Abstract

This paper presents the performance evaluation of a novel sensor designed to measure the in situ viscosity of a fluid flowing at downhole conditions. The device provides a mechanism to allow the passage of solid particles (i.e. sand) and has a self-cleaning ability should any build-up of these particles restrict the flowing area. The sensor was assembled in a closed flow loop to prevent measurement error due to partial vaporization of the samples at higher temperatures, and it was tested and calibrated with mixtures of glycerin and water. Differential pressures, flow rates and temperatures were acquired and used to determine the viscosity of two crude oils (and mixtures of those) with viscosities ranging from 0.001 to 0.03 Pa.s (1 to 30 cp ) and temperatures from 37.8 to 71.1 °C (100 to 160 °F).
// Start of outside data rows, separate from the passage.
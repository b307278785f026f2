// Copyright 2025 the Landmark Map Authors
// SPDX-License-Identifier: Apache-2.0 OR MIT

//! Debounce state helper: coalesce bursts of notifications into one firing.
//!
//! ## Usage
//!
//! 1) Call [`Debouncer::notify`] whenever the watched signal changes.
//! 2) Call [`Debouncer::poll`] from the host's timer or frame callback.
//! 3) Run the debounced work when `poll` returns a token.
//! 4) Call [`Debouncer::cancel`] on teardown.
//!
//! ## Minimal example
//!
//! ```
//! use core::time::Duration;
//! use landmark_timing::Debouncer;
//!
//! let mut debounce = Debouncer::new(Duration::from_millis(100));
//!
//! // A burst of three notifications.
//! debounce.notify(0);
//! debounce.notify(30);
//! debounce.notify(60);
//!
//! // Nothing fires until 100ms after the last one.
//! assert!(debounce.poll(150).is_none());
//! assert!(debounce.poll(160).is_some());
//! assert!(debounce.poll(500).is_none());
//! ```

use core::time::Duration;

/// Debounce window used when none is given.
pub const DEFAULT_DEBOUNCE: Duration = Duration::from_millis(100);

/// Identifies one armed deadline of a [`Debouncer`].
///
/// Every [`Debouncer::notify`] hands out a fresh token. Hosts that complete
/// debounced work asynchronously can keep the token and check
/// [`Debouncer::is_current`] before writing results back.
#[derive(Clone, Copy, Debug, PartialEq, Eq, Hash)]
pub struct DebounceToken(u64);

impl DebounceToken {
    /// Monotonic counter value of this token.
    #[must_use]
    pub fn generation(self) -> u64 {
        self.0
    }
}

/// Trailing-edge debouncer over caller-supplied millisecond timestamps.
///
/// The debouncer never reads a clock. Timestamps only need to be monotonic
/// within one debouncer.
#[derive(Clone, Copy, Debug)]
pub struct Debouncer {
    window: Duration,
    deadline: Option<u64>,
    generation: u64,
}

impl Default for Debouncer {
    fn default() -> Self {
        Self::new(DEFAULT_DEBOUNCE)
    }
}

impl Debouncer {
    /// Creates a debouncer that fires `window` after the last notification.
    #[must_use]
    pub const fn new(window: Duration) -> Self {
        Self {
            window,
            deadline: None,
            generation: 0,
        }
    }

    /// The debounce window.
    #[must_use]
    pub fn window(&self) -> Duration {
        self.window
    }

    /// Records a notification at `now_ms` and pushes the deadline back.
    ///
    /// Any earlier, not yet fired deadline is superseded.
    pub fn notify(&mut self, now_ms: u64) -> DebounceToken {
        let window_ms = u64::try_from(self.window.as_millis()).unwrap_or(u64::MAX);
        self.deadline = Some(now_ms.saturating_add(window_ms));
        self.generation += 1;
        DebounceToken(self.generation)
    }

    /// Fires the pending deadline if it has elapsed at `now_ms`.
    ///
    /// Returns the token of the notification that armed it. Each armed
    /// deadline fires at most once.
    pub fn poll(&mut self, now_ms: u64) -> Option<DebounceToken> {
        match self.deadline {
            Some(deadline) if now_ms >= deadline => {
                self.deadline = None;
                Some(DebounceToken(self.generation))
            }
            _ => None,
        }
    }

    /// Disarms the pending deadline, if any.
    ///
    /// Returns `true` if something was pending. Tokens handed out before the
    /// cancel are no longer current.
    pub fn cancel(&mut self) -> bool {
        let was_pending = self.deadline.take().is_some();
        self.generation += 1;
        was_pending
    }

    /// Returns `true` while a deadline is armed.
    #[must_use]
    pub fn is_pending(&self) -> bool {
        self.deadline.is_some()
    }

    /// Timestamp at which the pending deadline fires.
    #[must_use]
    pub fn deadline(&self) -> Option<u64> {
        self.deadline
    }

    /// Returns `true` if `token` belongs to the latest notification and no
    /// cancel happened since.
    #[must_use]
    pub fn is_current(&self, token: DebounceToken) -> bool {
        token.0 == self.generation
    }
}

#[cfg(test)]
mod tests {
    use core::time::Duration;

    use super::{DEFAULT_DEBOUNCE, Debouncer};

    #[test]
    fn fresh_debouncer_is_idle() {
        let mut d = Debouncer::default();
        assert_eq!(d.window(), DEFAULT_DEBOUNCE);
        assert!(!d.is_pending());
        assert_eq!(d.poll(u64::MAX), None);
    }

    #[test]
    fn fires_once_after_window() {
        let mut d = Debouncer::new(Duration::from_millis(100));
        let token = d.notify(1_000);
        assert_eq!(d.deadline(), Some(1_100));
        assert_eq!(d.poll(1_099), None);
        assert_eq!(d.poll(1_100), Some(token));
        assert_eq!(d.poll(1_200), None);
        assert!(d.is_current(token));
    }

    #[test]
    fn burst_coalesces_to_last_notification() {
        let mut d = Debouncer::new(Duration::from_millis(100));
        let mut last = d.notify(0);
        for t in [20, 40, 60, 80] {
            last = d.notify(t);
        }
        assert_eq!(d.poll(179), None);
        let fired = d.poll(180);
        assert_eq!(fired, Some(last));
        assert_eq!(fired.map(|t| t.generation()), Some(5));
    }

    #[test]
    fn cancel_prevents_firing_and_staleness_is_visible() {
        let mut d = Debouncer::new(Duration::from_millis(100));
        let token = d.notify(0);
        assert!(d.cancel());
        assert!(!d.is_pending());
        assert_eq!(d.poll(10_000), None);
        assert!(!d.is_current(token));
        assert!(!d.cancel());
    }

    #[test]
    fn huge_timestamps_saturate() {
        let mut d = Debouncer::new(Duration::from_millis(100));
        d.notify(u64::MAX - 10);
        assert_eq!(d.deadline(), Some(u64::MAX));
        assert!(d.poll(u64::MAX).is_some());
    }
}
Flow rates were controlled to maintain linearity in the differential pressure response to ensure a laminar flow regime. Viscosity measurements were validated with independent measurements using a Brookfield viscometer and the agreement was within 2%. Using data from this sensor, new viscosity mixing rules were developed to allow determination of mixture compositions from viscosity measurements or mixture viscosities for given compositions. This paper also presents a generalized mathematical model to describe the performance of the sensor with Newtonian and non-Newtonian fluids. The model characterizes the response of the sensor as a function of the parameters from a power-law model rheological description and the geometry of the device. The experimental data suggest the validity of this model for predicting the sensor response under realistic operating conditions. The model can be used to calculate optimum dimensions to fabricate a device for customized applications. Potential applications include the estimation of diluent to be added to a more viscous fluid to achieve a target viscosity reduction, fluid identification from wireline formation testers, smart well fluid monitoring, enhanced mud logging, and fracture fluid characterization.